La Part Commune, Rennes 2019. Préface de Dominique Sampiero.

Cécile Guivarch. Marie-Hélène, voici le début de ton livre :
« Le vieux livret
Ce qui reste de lui. Ce livret revenu de la guerre, posé là sur la table d’écriture. Ses feuillets fatigués ont la douceur du chiffon. Sa couleur beige ocre aimante le regard. Papier jauni par les années. Marbré de taches brunes comme du sang séché. Ça fait penser au rouge argile d’une antique tablette. Ces pages vacantes, aphones, une impossible énigme. Il n’y a pas d’affectations, il n’y a pas d’états de service. Curieusement, tout y manque. La mention de la blessure que Guillaume a reçue en 1916. Celle des batailles, la Bataille des frontières. Les terribles combats de Maissin, Ardennes belges. 4782 combattants tués Français et Allemands. L’Artois. L’Argonne. La Somme, Verdun. La Marne. Le vieux livret est résolument vide.
Objet-souvenir d’un grand-père, mort à ma naissance. Un rien de regret qui insiste, inconsolé, de n’avoir pas connu enfant, un geste, rien que pour moi, sa main aimante posée sur l’épaule. Reste le livret conservé par grand-mère. Comme une relique. À côté des lettres échangées avec son fils mort à la guerre. »

CG : Ce livret est resté vide. Comment, à partir d’une histoire que tu n’as pas vécue directement mais que tu portes en toi, a pu se mener l’écriture du livre ? Se sert-on du silence pour écrire le souvenir ?

Marie-Hélène Prouteau  : Il y a d’abord cette chose étonnante, une irruption d’inconnu, ce livret revenu miraculeusement dans la famille presque 50 ans après cette hécatombe. Retrouvé avec 430 autres dans un grenier du Luxembourg belge. Cette forme bouleversante car le soldat Guillaume l’a tenue contre lui porte une forte charge affective. Passe une lumière d’enfance, celle d’une scène à la Robert Doisneau où la grand-mère le sortait délicatement de sa vitrine, tel un « souvenir pieux ». Scène dans son irradiation de tendresse. À l’aune d’un regard d’enfant, l’objet est plein de mystère et de secrets. Substitut du grand-père jamais connu, il est de « ces choses singulières qui portent plusieurs mondes ». Celui des soldats, celui des civils belges subissant les atrocités allemandes, des femmes en France restées seules au travail. Celui des sapinières immenses et de la rade Atlantique. Grâce à cet objet magique doué d’ubiquité virtuelle j’imagine des voix traversant la nuit. J’ai eu la conviction que ce silence attendait, créait un pacte entre ce grand-père et moi. Comme si le livret se faisait passeur de silences. Ces pages vierges s’animent, vibrent soudain. C’est le silence qui parle ici. Silence qui se redouble d’une guerre à l’autre, recouvrant celui de Brest défigurée, la ville natale longtemps enfermée dans sa douleur muette. « Ecrire, c’est écouter des silences », comme dit Edmond Jabès cité en exergue.

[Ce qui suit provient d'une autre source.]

//! Best-effort display name derived from an access token.
//!
//! The token payload is decoded without verification, so the result is only a
//! greeting hint. Authorization is always decided by the service.

use base64::Engine as _;
use base64::engine::general_purpose::URL_SAFE_NO_PAD;
use serde_json::Value;

/// Name shown when the token carries nothing usable.
pub const DEFAULT_DISPLAY_NAME: &str = "User";

/// Extract `email`, then `username`, from a JWT payload; falls back to `User`.
#[must_use]
pub fn display_name_hint(token: &str) -> String {
    decode_claims(token)
        .and_then(|claims| {
            ["email", "username"].into_iter().find_map(|key| {
                claims
                    .get(key)
                    .and_then(Value::as_str)
                    .map(str::trim)
                    .filter(|value| !value.is_empty())
                    .map(str::to_string)
            })
        })
        .unwrap_or_else(|| DEFAULT_DISPLAY_NAME.to_string())
}

fn decode_claims(token: &str) -> Option<Value> {
    let payload = token.trim().split('.').nth(1)?;
    let bytes = URL_SAFE_NO_PAD.decode(payload.trim_end_matches('=')).ok()?;
    match serde_json::from_slice::<Value>(&bytes) {
        Ok(value) if value.is_object() => Some(value),
        Ok(_) => None,
        Err(err) => {
            tracing::debug!(error = %err, "access token payload is not JSON");
            None
        }
    }
}
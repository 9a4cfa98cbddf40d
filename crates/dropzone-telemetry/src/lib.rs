#![forbid(unsafe_code)]
#![warn(
    unused,
    unreachable_pub,
    clippy::all,
    clippy::pedantic,
    rustdoc::broken_intra_doc_links,
    missing_docs
)]

//! Telemetry primitives shared by DropZone binaries.
//!
//! Layout: `init.rs` (subscriber installation, log format, build SHA) and
//! `context.rs` (command span and task-local request context).

pub mod context;
pub mod init;

pub use context::{command_span, current_command, current_request_id, with_command_context};
pub use init::{DEFAULT_LOG_LEVEL, LogFormat, LoggingConfig, build_sha, init_logging};
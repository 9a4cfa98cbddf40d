use crate::cli::{DownloadArgs, OpenArgs, OutputFormat};
use crate::client::{AppContext, CliResult};
use crate::commands::load_detail;
use crate::opener::LaunchMode;
use crate::output::{format_bytes, render};

pub(crate) async fn handle_download(ctx: &AppContext, args: DownloadArgs) -> CliResult<String> {
    let (_view, record) = load_detail(ctx, &args.id).await?;
    let saved = ctx.catalog.request_download(&record).await?;
    render(&saved, ctx.output, |saved| {
        format!(
            "Saved '{}' to {} ({})",
            record.title(),
            saved.path.display(),
            format_bytes(saved.bytes)
        )
    })
}

pub(crate) async fn handle_open(ctx: &AppContext, args: OpenArgs) -> CliResult<String> {
    let (_view, record) = load_detail(ctx, &args.id).await?;
    let navigation = ctx.catalog.request_external_open(&record).await?;
    match (ctx.output, ctx.launch_mode) {
        (OutputFormat::Json, _) => render(&navigation, ctx.output, |_| String::new()),
        (OutputFormat::Table, LaunchMode::Print) => Ok(navigation.url.to_string()),
        (OutputFormat::Table, LaunchMode::Browser) => {
            Ok(format!("Opened {} in your browser", navigation.url))
        }
    }
}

CG : Ce grand-père, tu ne l’as pas connu. Comment en es-tu venue à ce que tu nommes « l’invention d’un grand-père » et à imaginer des moments de cette guerre de 14-18 ?

MHP : Connaissant très peu de choses de lui, j’écris : « il faut imaginer ». Deux démarches se nouent dans mon écriture qui peuvent sembler en tension, la quête documentaire et la quête personnelle, intime d’un grand-père. J’étais prise entre la consultation des archives, impersonnelles et d’autre part la rêverie et la méditation engendrées par ce legs familial. Reconstituer le trajet de son régiment, depuis sa caserne dans le château qui domine la rade, celui du passé prestigieux du « port du roi ». Rechercher dans l’anonymat des archives, journaux de marche, listings, coupures de journaux, chiffres des pertes, pour tenter de lui donner une voix, sa voix, celle qui ponctue en italiques l’Album I. Ces pages vides ont quelque chose qui fascine, qui suscite une volonté de savoir. De deviner le passé. J’avais envie de transmettre ce désir de savoir au lecteur. Ainsi d’autres voix se sont invitées, celles de l’ouvrier nazairien qui, avant la bataille, grave juste son nom sur l’écorce d’un arbre, celle de Sara, la jeune fille belge qui secourait les blessées. D’autres sont venues combler les blancs, celle du poète anglais Wilfred Owen, envoyé comme mon grand-père sur le Front de la Somme. Dans son superbe Hymne à la jeunesse condamnée, il convoque l’expérience terrible de tous ces jeunes soldats. Il s’agissait de faire miens les témoignages confiés ou retrouvés.

CG : On se rend compte, en te lisant et ceci dans l’ensemble du livre, que tu as dû faire appel à différents matériaux pour faire surgir la mémoire. Cela aboutit à cette écriture entre récit poétique, recueil, pourrais-tu nous en dire un peu plus ?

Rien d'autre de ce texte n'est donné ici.